To be honest I’m a bit of a lightweight these days when it comes to the fighting fluid, a bit of a one pot screamer as the Aussies might put it. By the time I’ve had three or four pints I’ll generally be annoyingly cheerful, but as I tend to not have an off switch when it comes to booze I’ll usually pace myself with the first two so as not to run the risk of going over quota (and out of control) before closing time. Mostly I’m a happy drunk, but I’m often a loud one, and being fairly thin-skinned in the first place I can sometimes slip into that ‘tired and emotional’ state that’s ultimately embarrassing for me and irritatingly boring for anyone who happens to be around me, especially if I’m talking about my lovely son and the complexities of parenting a non-neurotypical child.

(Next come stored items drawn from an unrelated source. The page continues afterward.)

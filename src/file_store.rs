use std::io;
use std::path::{Component, Path, PathBuf};

use async_trait::async_trait;
#[cfg(test)] use mockall::automock;
use thiserror::Error;
use tokio::fs::OpenOptions;
use tokio::io::AsyncWriteExt;
use tracing::{debug, trace};

use crate::packet::ErrorCode;

#[derive(Debug, Error)]
pub enum FileStoreError {
    #[error("file not found: {0}")]
    NotFound(String),
    #[error("access denied: {0}")]
    AccessDenied(String),
    #[error("disk full writing {0}")]
    DiskFull(String),
    #[error("file already exists: {0}")]
    AlreadyExists(String),
    #[error("I/O error on {name}: {source}")]
    Io { name: String, #[source] source: io::Error },
}

impl FileStoreError {
    pub fn from_io(name: &str, e: io::Error) -> FileStoreError {
        match e.kind() {
            io::ErrorKind::NotFound => FileStoreError::NotFound(name.to_string()),
            io::ErrorKind::PermissionDenied => FileStoreError::AccessDenied(name.to_string()),
            io::ErrorKind::AlreadyExists => FileStoreError::AlreadyExists(name.to_string()),
            io::ErrorKind::StorageFull => FileStoreError::DiskFull(name.to_string()),
            _ => FileStoreError::Io { name: name.to_string(), source: e },
        }
    }

    /// the error code reported to the peer when this error aborts a transfer
    pub fn error_code(&self) -> ErrorCode {
        match self {
            FileStoreError::NotFound(_) => ErrorCode::FileNotFound,
            FileStoreError::AccessDenied(_) => ErrorCode::AccessViolation,
            FileStoreError::DiskFull(_) => ErrorCode::DiskFull,
            FileStoreError::AlreadyExists(_) => ErrorCode::FileAlreadyExists,
            FileStoreError::Io { .. } => ErrorCode::NotDefined,
        }
    }
}

/// Persistent storage of transferred files. Writes are append-only, so a transfer that fails
///  half-way leaves exactly the blocks that were committed before the failure.
#[cfg_attr(test, automock)]
#[async_trait]
pub trait FileStore: Send + Sync + 'static {
    /// creates a new, empty file - fails if the file exists
    async fn create(&self, name: &str) -> Result<(), FileStoreError>;

    async fn append(&self, name: &str, bytes: &[u8]) -> Result<(), FileStoreError>;

    async fn read_all(&self, name: &str) -> Result<Vec<u8>, FileStoreError>;
}

/// [FileStore] on the local file system.
///
/// A *confined* store (used by the server) resolves names relative to its root directory and
///  refuses names that would escape it. An unconfined store (used by the client) takes local
///  paths as they are.
pub struct LocalFileStore {
    root: PathBuf,
    confined: bool,
}

impl LocalFileStore {
    pub fn confined(root: impl Into<PathBuf>) -> LocalFileStore {
        LocalFileStore { root: root.into(), confined: true }
    }

    pub fn unconfined() -> LocalFileStore {
        LocalFileStore { root: PathBuf::new(), confined: false }
    }

    pub fn resolve(&self, name: &str) -> Result<PathBuf, FileStoreError> {
        if !self.confined {
            return Ok(PathBuf::from(name));
        }

        let relative = Path::new(name);
        if !relative.components().all(|c| matches!(c, Component::Normal(_) | Component::CurDir)) {
            debug!("refusing file name {:?} which is not confined to {:?}", name, self.root);
            return Err(FileStoreError::AccessDenied(name.to_string()));
        }
        Ok(self.root.join(relative))
    }
}

#[async_trait]
impl FileStore for LocalFileStore {
    async fn create(&self, name: &str) -> Result<(), FileStoreError> {
        let path = self.resolve(name)?;
        trace!("creating {:?}", path);

        OpenOptions::new()
            .write(true)
            .create_new(true)
            .open(&path).await
            .map_err(|e| FileStoreError::from_io(name, e))?;
        Ok(())
    }

    async fn append(&self, name: &str, bytes: &[u8]) -> Result<(), FileStoreError> {
        let path = self.resolve(name)?;

        let mut file = OpenOptions::new()
            .append(true)
            .open(&path).await
            .map_err(|e| FileStoreError::from_io(name, e))?;
        file.write_all(bytes).await
            .map_err(|e| FileStoreError::from_io(name, e))?;
        file.flush().await
            .map_err(|e| FileStoreError::from_io(name, e))
    }

    async fn read_all(&self, name: &str) -> Result<Vec<u8>, FileStoreError> {
        let path = self.resolve(name)?;
        tokio::fs::read(&path).await
            .map_err(|e| FileStoreError::from_io(name, e))
    }
}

That aside, however, drink, even today, seems for me the lesser of two evils, though I’ll confess to experiencing a slight chill when listening to some heavy drinkers on the programme talk about their dependence in terms of a progressive disorder. It got me wondering whether I really should be giving in to temptation quite so readily (and joyously) as I am on those weekend evenings when I don’t actually need alcohol for ‘doing social’, and whether that internal voice I sometimes hear suggesting a midweek tipple is potentially more destructive than I appreciate. It’s a sobering thought…

OH, PS: I noticed another programme last night looking at the subject of drug abuse, where they were slipping volunteers a couple of Es and monitoring the outcome. For many years now my own view has been that drug prohibition creates more problems and more criminality than it solves, and that the solution to the drug ‘problem’ lies in decriminalisation and effective management.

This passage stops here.